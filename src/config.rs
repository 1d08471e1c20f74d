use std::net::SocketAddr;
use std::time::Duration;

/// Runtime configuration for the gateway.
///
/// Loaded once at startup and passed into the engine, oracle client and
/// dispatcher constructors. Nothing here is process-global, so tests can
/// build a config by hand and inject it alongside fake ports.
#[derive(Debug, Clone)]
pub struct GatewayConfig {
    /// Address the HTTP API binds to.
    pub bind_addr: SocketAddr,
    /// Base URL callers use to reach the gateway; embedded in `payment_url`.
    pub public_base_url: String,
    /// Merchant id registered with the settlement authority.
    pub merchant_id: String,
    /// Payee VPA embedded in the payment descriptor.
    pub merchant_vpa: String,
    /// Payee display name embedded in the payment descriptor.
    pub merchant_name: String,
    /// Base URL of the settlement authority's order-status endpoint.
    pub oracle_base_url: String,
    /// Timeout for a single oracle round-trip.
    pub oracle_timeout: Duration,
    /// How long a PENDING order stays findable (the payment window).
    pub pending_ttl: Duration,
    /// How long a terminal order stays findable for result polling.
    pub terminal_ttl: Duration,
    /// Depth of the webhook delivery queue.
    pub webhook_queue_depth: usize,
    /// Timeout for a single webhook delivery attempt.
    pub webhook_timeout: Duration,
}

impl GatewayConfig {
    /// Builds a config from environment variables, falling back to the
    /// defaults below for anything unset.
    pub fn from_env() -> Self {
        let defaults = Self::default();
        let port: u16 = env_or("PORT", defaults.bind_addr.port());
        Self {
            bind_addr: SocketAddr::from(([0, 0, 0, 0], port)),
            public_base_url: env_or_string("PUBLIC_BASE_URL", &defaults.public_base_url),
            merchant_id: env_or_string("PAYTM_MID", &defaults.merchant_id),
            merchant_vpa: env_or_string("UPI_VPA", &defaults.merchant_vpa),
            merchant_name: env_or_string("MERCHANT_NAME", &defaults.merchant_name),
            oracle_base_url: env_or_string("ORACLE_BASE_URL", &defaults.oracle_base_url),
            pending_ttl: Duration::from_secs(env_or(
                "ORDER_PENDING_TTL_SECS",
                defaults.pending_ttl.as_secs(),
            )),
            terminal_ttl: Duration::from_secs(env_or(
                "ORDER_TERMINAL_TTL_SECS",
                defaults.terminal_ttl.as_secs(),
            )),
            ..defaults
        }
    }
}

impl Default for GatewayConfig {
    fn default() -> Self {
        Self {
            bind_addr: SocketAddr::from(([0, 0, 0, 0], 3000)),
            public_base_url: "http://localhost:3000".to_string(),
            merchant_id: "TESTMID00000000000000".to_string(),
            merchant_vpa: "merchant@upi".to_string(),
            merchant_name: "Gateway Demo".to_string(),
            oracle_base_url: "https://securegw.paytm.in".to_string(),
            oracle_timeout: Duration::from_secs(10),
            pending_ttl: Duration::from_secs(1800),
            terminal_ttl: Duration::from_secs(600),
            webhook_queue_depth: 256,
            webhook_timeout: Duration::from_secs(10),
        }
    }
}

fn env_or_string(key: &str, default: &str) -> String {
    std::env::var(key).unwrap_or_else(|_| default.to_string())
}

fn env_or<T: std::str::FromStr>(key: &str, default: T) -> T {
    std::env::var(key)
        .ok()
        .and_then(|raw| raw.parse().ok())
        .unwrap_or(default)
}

..........

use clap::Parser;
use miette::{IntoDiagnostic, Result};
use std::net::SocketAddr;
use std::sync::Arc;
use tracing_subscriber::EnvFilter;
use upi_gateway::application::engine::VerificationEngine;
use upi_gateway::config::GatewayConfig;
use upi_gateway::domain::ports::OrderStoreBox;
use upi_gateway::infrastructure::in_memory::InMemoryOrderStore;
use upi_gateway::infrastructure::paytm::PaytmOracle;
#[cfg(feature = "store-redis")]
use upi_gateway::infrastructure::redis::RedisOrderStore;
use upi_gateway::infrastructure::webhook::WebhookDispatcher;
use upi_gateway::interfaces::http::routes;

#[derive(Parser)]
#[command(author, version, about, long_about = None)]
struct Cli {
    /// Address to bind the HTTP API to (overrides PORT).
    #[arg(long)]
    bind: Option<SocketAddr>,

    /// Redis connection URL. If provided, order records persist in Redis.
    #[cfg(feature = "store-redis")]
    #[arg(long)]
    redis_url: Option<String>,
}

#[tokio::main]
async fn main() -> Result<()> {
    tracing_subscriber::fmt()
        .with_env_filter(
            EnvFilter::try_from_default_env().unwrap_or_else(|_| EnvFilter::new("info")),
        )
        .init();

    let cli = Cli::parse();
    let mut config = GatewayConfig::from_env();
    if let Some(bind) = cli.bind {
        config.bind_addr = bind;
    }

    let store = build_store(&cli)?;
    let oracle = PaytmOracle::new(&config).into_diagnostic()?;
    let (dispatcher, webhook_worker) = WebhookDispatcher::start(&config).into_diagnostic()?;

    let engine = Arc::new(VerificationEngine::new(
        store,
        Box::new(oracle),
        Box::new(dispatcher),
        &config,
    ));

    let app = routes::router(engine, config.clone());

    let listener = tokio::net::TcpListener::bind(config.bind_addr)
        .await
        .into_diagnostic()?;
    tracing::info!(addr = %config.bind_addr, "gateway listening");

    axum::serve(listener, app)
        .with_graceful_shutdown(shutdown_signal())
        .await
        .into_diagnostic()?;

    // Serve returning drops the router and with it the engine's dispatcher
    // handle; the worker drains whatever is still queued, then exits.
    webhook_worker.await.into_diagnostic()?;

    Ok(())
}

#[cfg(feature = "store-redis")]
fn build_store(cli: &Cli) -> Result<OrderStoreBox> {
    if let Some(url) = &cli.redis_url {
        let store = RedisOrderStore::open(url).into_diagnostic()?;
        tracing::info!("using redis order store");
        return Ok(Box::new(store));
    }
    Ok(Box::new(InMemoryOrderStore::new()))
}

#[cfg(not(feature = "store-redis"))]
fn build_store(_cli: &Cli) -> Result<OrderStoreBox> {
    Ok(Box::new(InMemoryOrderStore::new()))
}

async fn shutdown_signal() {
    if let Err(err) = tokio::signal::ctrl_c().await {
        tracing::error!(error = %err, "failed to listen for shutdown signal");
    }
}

..........

_Your objective:_ Copy the lines above exactly. Start with the line containing "filename src/config.rs", end with the line containing "so tests can", and include both.

_Result for this exercise:_
filename src/config.rs
repository 1d08471e1c20f74d
use std::net::SocketAddr;
use std::time::Duration;

/// Runtime configuration for the gateway.
///
/// Loaded once at startup and passed into the engine, oracle client and
/// dispatcher constructors. Nothing here is process-global, so tests can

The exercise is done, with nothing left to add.